Что, если она хотела мне что-то рассказать? Ждала от меня вопросов? Но теперь я не могу их задать. Может, у меня уже никогда не будет такой возможности. Судьба грубо, без предупреждения вырвала прямо у меня из-под носа правду о том, что на самом деле случилось в далеком лесу в выгоревшее на солнце лето тысяча девятьсот семьдесят первого года.
6
Рита
– УЖАС, ПРАВДА? – шепчет женщина, вторгаясь в границы личного пространства, которые принято соблюдать между незнакомыми людьми.
Входная дверь Фокскота со свистом захлопывается за спиной у Риты и запечатывает тускло освещенный холл, точно тяжелая крышка деревянного ящика.
– Просто ужас, – с пылом продолжает женщина, не обращая внимания на то, что Рита ничего не ответила.
Она не знает точно, о чем речь: о гибели малышки или о других, намного более непристойных слухах, касающихся Джинни.

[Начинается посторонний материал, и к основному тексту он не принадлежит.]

//! SQLite-backed HTTP response cache
//!
//! Stores the body of successful GET responses keyed by URL, with an absolute
//! expiry. A fresh entry is served instead of a network call, which also lets
//! the fetcher skip its politeness delay for the next request.

use crate::error::Result;
use rusqlite::{params, Connection, OptionalExtension};
use std::fs;
use std::path::Path;
use std::time::Duration;

const SCHEMA: &str = r#"
CREATE TABLE IF NOT EXISTS http_responses (
    url         TEXT PRIMARY KEY,
    body        BLOB NOT NULL,
    fetched_at  INTEGER NOT NULL,
    expires_at  INTEGER NOT NULL
);
CREATE INDEX IF NOT EXISTS idx_http_responses_expires ON http_responses (expires_at);
"#;

pub struct ResponseCache {
    conn: Connection,
}

impl ResponseCache {
    /// Open (or create) the cache database at `path`.
    pub fn open(path: &Path) -> Result<Self> {
        if let Some(dir) = path.parent() {
            if !dir.as_os_str().is_empty() {
                fs::create_dir_all(dir)?;
            }
        }

        let conn = Connection::open(path)?;
        conn.pragma_update(None, "journal_mode", "WAL")?;
        conn.execute_batch(SCHEMA)?;

        log::debug!("Opened response cache at {}", path.display());
        Ok(Self { conn })
    }

    pub fn open_in_memory() -> Result<Self> {
        let conn = Connection::open_in_memory()?;
        conn.execute_batch(SCHEMA)?;
        Ok(Self { conn })
    }

    /// Body for `url` if an entry exists that is still fresh at `now`.
    pub fn get_fresh(&self, url: &str, now: i64) -> Result<Option<Vec<u8>>> {
        let body = self
            .conn
            .query_row(
                "SELECT body FROM http_responses WHERE url = ?1 AND expires_at > ?2",
                params![url, now],
                |row| row.get(0),
            )
            .optional()?;
        Ok(body)
    }

    /// Store `body` for `url`, fresh for `ttl` from `now`.
    pub fn store(&self, url: &str, body: &[u8], now: i64, ttl: Duration) -> Result<()> {
        let ttl_secs = i64::try_from(ttl.as_secs()).unwrap_or(i64::MAX);
        let expires_at = now.saturating_add(ttl_secs);

        self.conn.execute(
            r#"
            INSERT INTO http_responses (url, body, fetched_at, expires_at)
            VALUES (?1, ?2, ?3, ?4)
            ON CONFLICT(url) DO UPDATE SET
                body = excluded.body,
                fetched_at = excluded.fetched_at,
                expires_at = excluded.expires_at
            "#,
            params![url, body, now, expires_at],
        )?;
        Ok(())
    }

    /// Drop entries that expired at or before `now`. Returns rows removed.
    pub fn purge_expired(&self, now: i64) -> Result<usize> {
        let removed = self
            .conn
            .execute("DELETE FROM http_responses WHERE expires_at <= ?1", params![now])?;
        Ok(removed)
    }
}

Рита, до совершенства отточившая умение ничего не выдавать, вежливо улыбается и со стуком опускает детские чемоданы на пол. В камине у дальней стены шипят угли, и у нее внутри все натягивается, как струна. Этот полуразрушенный старый дом может вспыхнуть, как вязанка дров.
– Бедные Харрингтоны. Одна беда за другой, а? – Женщина качает головой, но ни одна прядка не выбивается из прически. Гладко приглаженные каштановые волосы с проседью напоминают крыло совы. – Вот так номер.

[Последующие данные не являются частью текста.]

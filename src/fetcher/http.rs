//! reqwest transport with an optional local response cache

use super::{Response, ResponseCache, Transport};
use crate::error::{KillboardError, Result};
use async_trait::async_trait;
use reqwest::header::{HeaderMap, CACHE_CONTROL};
use std::time::Duration;

pub struct HttpTransport {
    client: reqwest::Client,
    cache: Option<ResponseCache>,
    default_ttl: Duration,
    /// Last network body eligible for caching, held until confirmed
    pending: Option<PendingEntry>,
}

struct PendingEntry {
    url: String,
    body: Vec<u8>,
    fetched_at: i64,
    ttl: Duration,
}

impl HttpTransport {
    /// Arguments:
    /// - `user_agent`: sent with every request (zKillboard asks for one)
    /// - `cache`: local response cache, or None to always hit the network
    /// - `default_ttl`: freshness for responses without a `max-age`
    pub fn new(user_agent: &str, cache: Option<ResponseCache>, default_ttl: Duration) -> Result<Self> {
        let client = reqwest::Client::builder()
            .user_agent(user_agent)
            .timeout(Duration::from_secs(30))
            .build()
            .map_err(|e| KillboardError::Transport {
                url: String::new(),
                reason: format!("cannot build HTTP client: {}", e),
            })?;

        Ok(Self {
            client,
            cache,
            default_ttl,
            pending: None,
        })
    }
}

#[async_trait]
impl Transport for HttpTransport {
    async fn get(&mut self, url: &str) -> Result<Response> {
        let now = chrono::Utc::now().timestamp();
        self.pending = None;

        if let Some(cache) = self.cache.as_mut() {
            if let Some(body) = cache.get_fresh(url, now)? {
                log::debug!("Cache hit: {}", url);
                return Ok(Response {
                    status: 200,
                    body,
                    from_cache: true,
                });
            }
        }

        let transport_error = |e: reqwest::Error| KillboardError::Transport {
            url: url.to_string(),
            reason: e.to_string(),
        };

        let response = self.client.get(url).send().await.map_err(transport_error)?;
        let status = response.status().as_u16();
        let ttl = freshness(response.headers()).unwrap_or(self.default_ttl);
        let body = response.bytes().await.map_err(transport_error)?.to_vec();

        if self.cache.is_some() && (200..300).contains(&status) && !body.is_empty() && !ttl.is_zero() {
            self.pending = Some(PendingEntry {
                url: url.to_string(),
                body: body.clone(),
                fetched_at: now,
                ttl,
            });
        }

        Ok(Response {
            status,
            body,
            from_cache: false,
        })
    }

    fn confirm(&mut self, url: &str) -> Result<()> {
        let entry = match self.pending.take() {
            Some(entry) if entry.url == url => entry,
            other => {
                self.pending = other;
                return Ok(());
            }
        };

        if let Some(cache) = self.cache.as_mut() {
            cache.store(&entry.url, &entry.body, entry.fetched_at, entry.ttl)?;
        }
        Ok(())
    }
}

/// Freshness lifetime from `Cache-Control`, if the server stated one.
fn freshness(headers: &HeaderMap) -> Option<Duration> {
    let value = headers.get(CACHE_CONTROL)?.to_str().ok()?;

    let mut max_age = None;
    for directive in value.split(',').map(str::trim) {
        if directive.eq_ignore_ascii_case("no-store") || directive.eq_ignore_ascii_case("no-cache") {
            return Some(Duration::ZERO);
        }
        if let Some(secs) = directive.strip_prefix("max-age=") {
            max_age = secs.trim_matches('"').parse().ok().map(Duration::from_secs);
        }
    }
    max_age
}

Глухой стук, доносящийся с верхнего этажа, заставляет Риту вспомнить о детях. Тедди? Да, он. Наверху слышится его смех. Здесь звук распространяется по-другому, не отлетает от стен, как в лондонском доме, а впитывается в дерево, как пролитое теплое масло. Еще один приглушенный удар. Дождем сыплется штукатурка. Рита поднимает свои большие глаза к потолку.

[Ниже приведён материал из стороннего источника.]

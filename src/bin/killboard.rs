//! Killboard - archive update and board rendering
//!
//! Usage:
//!   killboard [sync|boards]
//!
//! Modes:
//!   sync   - fetch new killmails for the roster, enrich the archive, then
//!            write board bundles (default)
//!   boards - only re-render board bundles from the archive, no network
//!
//! Environment variables: see `ArchiveConfig::from_env`.

use dotenv::dotenv;
use killboard::config::ArchiveConfig;
use killboard::fetcher::{Endpoints, Fetcher, HttpTransport, ResponseCache};
use killboard::roster::Roster;
use killboard::sync::{run_sync, write_boards};
use log::{error, info, warn};
use std::env;

#[derive(Debug, Clone, Copy, PartialEq, Eq)]
enum Mode {
    Sync,
    Boards,
}

fn parse_mode() -> Result<Mode, String> {
    match env::args().nth(1).as_deref() {
        None | Some("sync") => Ok(Mode::Sync),
        Some("boards") => Ok(Mode::Boards),
        Some(other) => Err(format!("unknown mode '{}' (expected sync or boards)", other)),
    }
}

#[tokio::main]
async fn main() -> Result<(), Box<dyn std::error::Error>> {
    dotenv().ok();
    env_logger::Builder::from_env(env_logger::Env::default().default_filter_or("info"))
        .target(env_logger::Target::Stderr)
        .init();

    let mode = parse_mode()?;
    let config = ArchiveConfig::from_env()?;

    info!("🚀 Killboard ({:?})", mode);
    info!("   ├─ Archive: {}", config.paths.data_dir.display());
    info!("   ├─ Roster: {}", config.paths.roster.display());
    info!("   └─ Boards: {}", config.paths.board_output_dir.display());

    let roster = Roster::load(&config.paths.roster)?;

    if mode == Mode::Sync {
        let cache = ResponseCache::open(&config.paths.http_cache)?;
        let purged = cache.purge_expired(chrono::Utc::now().timestamp())?;
        if purged > 0 {
            info!("🧹 Purged {} expired cached responses", purged);
        }

        let transport = HttpTransport::new(&config.user_agent, Some(cache), config.http_cache_ttl)?;
        let endpoints = Endpoints::new(&config.zkill_base_url, &config.esi_base_url);
        let mut fetcher = Fetcher::new(transport, endpoints, config.pacing);

        match run_sync(&config, &roster, &mut fetcher).await {
            Ok(report) => report.log_summary(),
            Err(e) => {
                error!("❌ Sync aborted, archive left unchanged: {}", e);
                return Err(e.into());
            }
        }
    }

    if roster.is_empty() {
        warn!("⚠️  Roster is empty, boards will only show the archive as-is");
    }
    write_boards(&config, &roster)?;

    info!("✅ Done");
    Ok(())
}
//! Human-readable ISK values

/// Scale and suffix of each unit, ascending.
const UNITS: [(f64, &str); 12] = [
    (1e3, "k"),
    (1e6, "m"),
    (1e9, "b"),
    (1e12, "t"),
    (1e15, "qa"),
    (1e18, "qi"),
    (1e21, "sx"),
    (1e24, "sp"),
    (1e27, "oct"),
    (1e30, "non"),
    (1e33, "dec"),
    (1e100, "googol"),
];

/// Abbreviate a value with a power-of-1000 suffix.
///
/// Below 1000 the integer part is printed as-is. Otherwise the value is
/// scaled to its unit and printed with two decimals under 10, one decimal
/// under 100, and none above. A rendering that reaches 1000 of a unit moves
/// up to the next unit, so `999_999` reads `1.00m`.
pub fn abbreviate(value: f64) -> String {
    let value = value.trunc();
    if !value.is_finite() || value < UNITS[0].0 {
        return format!("{}", value as i64);
    }

    let mut idx = UNITS
        .iter()
        .rposition(|(scale, _)| value >= *scale)
        .unwrap_or(0);

    loop {
        let (scale, suffix) = UNITS[idx];
        let chopped = value / scale;

        let (rendered, shown) = if chopped < 10.0 {
            let s = format!("{:.2}", chopped);
            let shown = s.parse::<f64>().unwrap_or(chopped);
            (s, shown)
        } else if chopped < 100.0 {
            let s = format!("{:.1}", chopped);
            let shown = s.parse::<f64>().unwrap_or(chopped);
            (s, shown)
        } else {
            let rounded = chopped.round();
            (format!("{:.0}", rounded), rounded)
        };

        // googol is not one step above dec, so it never receives a promotion
        let next_is_adjacent = idx + 2 < UNITS.len();
        if shown >= 1000.0 && next_is_adjacent {
            idx += 1;
            continue;
        }

        return format!("{}{}", rendered, suffix);
    }
}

Он низкий – можно дотянуться рукой, – облупленную штукатурку накрест пересекают толстые черные балки, как обычно бывает в деревенских домах, образуя пыльные уголки и щели, которые так любят ползучие насекомые и, как правило, мыши. Остается лишь гадать, сколько здесь прячется паучков-долгоножек. Стены покрыты деревянными панелями и украшены масляной живописью – пейзажи, собаки – и пыльными пучками сушеных цветов. По крайней мере, ничего особенно ценного. Изъеденный древоточцем столик. Скамья в грубоватом деревенском стиле. Разваливающийся стул, обитый тканью. Вся мебель, стоящая на голых половицах, слегка покосилась, будто на палубе корабля. Рите кажется, что она сама тоже наклоняется и вот-вот сорвется с края в неведомую бездну. Но, наверное, пол тут ни при чем.
– Миссис Гривз. – Женщина крепко пожимает руку Риты, касаясь ее молодой кожи грубой ладонью. – Но вы можете звать меня Мардж. – Она повыше поднимает вытянутый подбородок, подставляя свету выпуклую родинку, из которой растет одинокий, жесткий как проволока, черный волосок. Рита очень старается на него не пялиться. – Домработница. – Мардж улыбается. У нее сероватые, продолговатые зубы, выщербленные и разные по размеру. При взгляде на них Рите на ум приходит Стоунхендж. – Живу не здесь. Я родом из Хоксвелла.
Домработница. Может здорово усложнить жизнь. С ней лучше не ссориться.
– Я няня…
– Большая Рита, да, я знаю, – перебивает Мардж, окидывая ее пронзительным блестящим взглядом. – Ну, сразу видно, откуда такое прозвище.
Рита с трудом удерживает на лице улыбку. («Шесть футов в тринадцать лет, чтоб меня!» – изумлялись подруги Нэн, заставляя ее сутулиться и сжиматься, задыхаясь от смущения.) Она присматривается к мускулистым рукам Мардж, к сосудистым звездочкам на щеках, к плотной, бесформенной фигуре. Сколько ей, под пятьдесят? Рита не уверена. Ей все, кто старше тридцати, кажутся старыми.